:: Exercise ::
Going through the entries below, copy out each line that contains "particles".

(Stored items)
//! Error types for mesh assignment.

use thiserror::Error;

use crate::interlace::SubMesh;

/// Configuration and input errors reported by the assignment engine.
///
/// Contract violations that would silently corrupt forces (reading a cache
/// with a different order than it was filled with) are assertions instead.
#[derive(Error, Debug, Clone, PartialEq)]
pub enum AssignError {
    #[error("unsupported assignment order {0} (expected {min}..={max})",
            min = crate::constants::MIN_ORDER, max = crate::constants::MAX_ORDER)]
    UnsupportedOrder(usize),

    #[error("invalid mesh size {mesh}: {reason}")]
    InvalidMesh { mesh: usize, reason: String },

    #[error("invalid box length {0}")]
    InvalidBoxLength(f64),

    #[error("interpolation table resolution must be positive")]
    InvalidTableResolution,

    #[error("particle count mismatch: {positions} positions, {charges} charges")]
    ParticleCountMismatch { positions: usize, charges: usize },

    #[error("particle {index} at [{x}, {y}, {z}] lies outside the box [0, {length})")]
    ParticleOutsideBox { index: usize, x: f64, y: f64, z: f64, length: f64 },

    #[error("force buffer has {got} entries, expected {expected}")]
    ForceBufferLength { got: usize, expected: usize },

    #[error("mesh has {got} cells per axis, expected {expected}")]
    MeshMismatch { got: usize, expected: usize },

    #[error("analytic derivatives were not enabled for this table or assigner")]
    DerivativesUnavailable,

    #[error("no charge assignment recorded for the {0:?} sub-mesh")]
    MissingAssignment(SubMesh),

    #[error("interpolation table has order {table_order}, assigner expects {order}")]
    TableMismatch { table_order: usize, order: usize },

    #[error("particles live in a box of length {particles}, mesh covers {mesh}")]
    BoxLengthMismatch { particles: f64, mesh: f64 },

    #[error("the secondary sub-mesh is only available with interlacing enabled")]
    InterlacingDisabled,
}

impl AssignError {
    pub fn invalid_mesh(mesh: usize, reason: impl Into<String>) -> Self {
        AssignError::InvalidMesh { mesh, reason: reason.into() }
    }
}

pub type Result<T> = std::result::Result<T, AssignError>;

:: Solution ::
    #[error("particles live in a box of length {particles}, mesh covers {mesh}")]
    BoxLengthMismatch { particles: f64, mesh: f64 },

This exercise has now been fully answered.